BEGIN Data for this task

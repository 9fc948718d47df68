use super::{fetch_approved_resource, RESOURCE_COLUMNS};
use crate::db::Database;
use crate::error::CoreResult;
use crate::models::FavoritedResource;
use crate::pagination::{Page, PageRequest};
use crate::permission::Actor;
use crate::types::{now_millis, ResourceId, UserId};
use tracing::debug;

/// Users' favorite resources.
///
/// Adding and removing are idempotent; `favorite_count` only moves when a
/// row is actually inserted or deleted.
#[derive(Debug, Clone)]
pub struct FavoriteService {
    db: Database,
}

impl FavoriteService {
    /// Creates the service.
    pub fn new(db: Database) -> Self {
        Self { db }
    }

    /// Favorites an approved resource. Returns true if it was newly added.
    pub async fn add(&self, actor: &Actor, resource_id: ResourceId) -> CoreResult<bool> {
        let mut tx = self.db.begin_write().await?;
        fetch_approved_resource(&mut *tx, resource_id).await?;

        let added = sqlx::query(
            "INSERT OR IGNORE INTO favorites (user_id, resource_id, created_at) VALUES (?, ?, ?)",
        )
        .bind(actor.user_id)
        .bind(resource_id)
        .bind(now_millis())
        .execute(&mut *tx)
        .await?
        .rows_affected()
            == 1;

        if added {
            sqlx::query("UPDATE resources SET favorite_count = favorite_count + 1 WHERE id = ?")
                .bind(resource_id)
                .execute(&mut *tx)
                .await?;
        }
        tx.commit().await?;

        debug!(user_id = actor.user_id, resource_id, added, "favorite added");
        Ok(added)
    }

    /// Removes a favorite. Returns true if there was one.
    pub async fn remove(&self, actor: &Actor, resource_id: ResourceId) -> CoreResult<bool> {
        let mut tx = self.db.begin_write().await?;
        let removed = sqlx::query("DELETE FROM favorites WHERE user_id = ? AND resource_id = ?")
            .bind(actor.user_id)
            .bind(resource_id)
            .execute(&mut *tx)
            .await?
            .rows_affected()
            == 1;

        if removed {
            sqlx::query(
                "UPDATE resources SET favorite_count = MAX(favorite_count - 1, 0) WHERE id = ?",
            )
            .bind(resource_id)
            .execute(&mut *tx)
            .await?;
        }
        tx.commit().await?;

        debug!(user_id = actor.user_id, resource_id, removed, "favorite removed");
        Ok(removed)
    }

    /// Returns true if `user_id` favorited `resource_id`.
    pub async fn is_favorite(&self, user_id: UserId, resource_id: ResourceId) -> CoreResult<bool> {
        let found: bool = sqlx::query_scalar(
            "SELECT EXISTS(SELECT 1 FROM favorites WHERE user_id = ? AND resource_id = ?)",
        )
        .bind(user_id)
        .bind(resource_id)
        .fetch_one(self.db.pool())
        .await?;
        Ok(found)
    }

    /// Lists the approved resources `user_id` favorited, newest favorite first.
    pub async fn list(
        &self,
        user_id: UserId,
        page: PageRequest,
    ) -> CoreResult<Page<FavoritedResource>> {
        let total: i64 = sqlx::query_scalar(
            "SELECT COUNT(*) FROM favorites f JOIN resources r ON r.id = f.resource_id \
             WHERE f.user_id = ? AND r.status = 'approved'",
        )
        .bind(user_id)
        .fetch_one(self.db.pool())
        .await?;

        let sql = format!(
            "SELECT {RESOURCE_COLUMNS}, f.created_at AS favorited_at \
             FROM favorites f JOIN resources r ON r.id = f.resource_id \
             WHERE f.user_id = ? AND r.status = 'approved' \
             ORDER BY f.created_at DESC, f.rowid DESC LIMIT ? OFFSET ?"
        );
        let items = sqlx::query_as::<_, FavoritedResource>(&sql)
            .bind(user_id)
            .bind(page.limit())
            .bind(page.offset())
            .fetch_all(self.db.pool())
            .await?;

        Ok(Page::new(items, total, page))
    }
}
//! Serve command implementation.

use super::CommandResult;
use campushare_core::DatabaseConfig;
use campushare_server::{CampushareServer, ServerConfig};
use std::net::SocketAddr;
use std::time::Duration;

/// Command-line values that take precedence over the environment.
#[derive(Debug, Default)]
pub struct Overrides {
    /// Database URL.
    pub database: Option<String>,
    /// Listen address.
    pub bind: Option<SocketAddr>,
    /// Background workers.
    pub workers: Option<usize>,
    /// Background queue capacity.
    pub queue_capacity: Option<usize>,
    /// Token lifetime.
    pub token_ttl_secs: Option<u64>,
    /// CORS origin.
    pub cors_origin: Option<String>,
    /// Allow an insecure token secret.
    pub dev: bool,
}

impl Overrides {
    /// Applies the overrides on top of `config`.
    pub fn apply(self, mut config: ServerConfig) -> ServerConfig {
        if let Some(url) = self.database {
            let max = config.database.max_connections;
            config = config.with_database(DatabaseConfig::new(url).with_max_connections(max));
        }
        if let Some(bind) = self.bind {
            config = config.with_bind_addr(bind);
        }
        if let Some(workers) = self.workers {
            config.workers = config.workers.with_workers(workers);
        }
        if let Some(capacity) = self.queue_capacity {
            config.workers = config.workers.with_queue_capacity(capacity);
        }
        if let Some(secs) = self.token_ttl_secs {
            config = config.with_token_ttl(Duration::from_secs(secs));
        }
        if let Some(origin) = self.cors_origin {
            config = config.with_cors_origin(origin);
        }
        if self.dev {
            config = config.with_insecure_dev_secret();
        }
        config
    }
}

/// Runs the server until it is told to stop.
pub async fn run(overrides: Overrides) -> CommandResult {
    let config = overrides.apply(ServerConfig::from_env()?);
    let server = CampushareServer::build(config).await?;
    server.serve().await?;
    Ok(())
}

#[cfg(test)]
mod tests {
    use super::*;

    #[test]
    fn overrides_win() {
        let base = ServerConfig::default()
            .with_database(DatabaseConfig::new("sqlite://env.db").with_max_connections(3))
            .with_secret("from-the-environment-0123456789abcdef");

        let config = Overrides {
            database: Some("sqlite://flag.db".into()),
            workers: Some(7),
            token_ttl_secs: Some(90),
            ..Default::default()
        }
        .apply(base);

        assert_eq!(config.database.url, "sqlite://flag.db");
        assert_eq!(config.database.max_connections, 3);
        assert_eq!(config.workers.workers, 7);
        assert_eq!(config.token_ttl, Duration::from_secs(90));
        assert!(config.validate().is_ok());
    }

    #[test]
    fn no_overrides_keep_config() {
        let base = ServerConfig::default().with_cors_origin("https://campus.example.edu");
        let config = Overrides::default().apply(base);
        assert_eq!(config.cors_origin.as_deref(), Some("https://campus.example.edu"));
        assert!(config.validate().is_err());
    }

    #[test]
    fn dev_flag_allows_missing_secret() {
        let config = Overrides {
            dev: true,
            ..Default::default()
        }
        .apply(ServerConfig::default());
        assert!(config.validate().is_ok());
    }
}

END Data for this task

Required action
Tally the lines of the listing above that include the string "ResourceId". Provide the total alone.

Your solution
4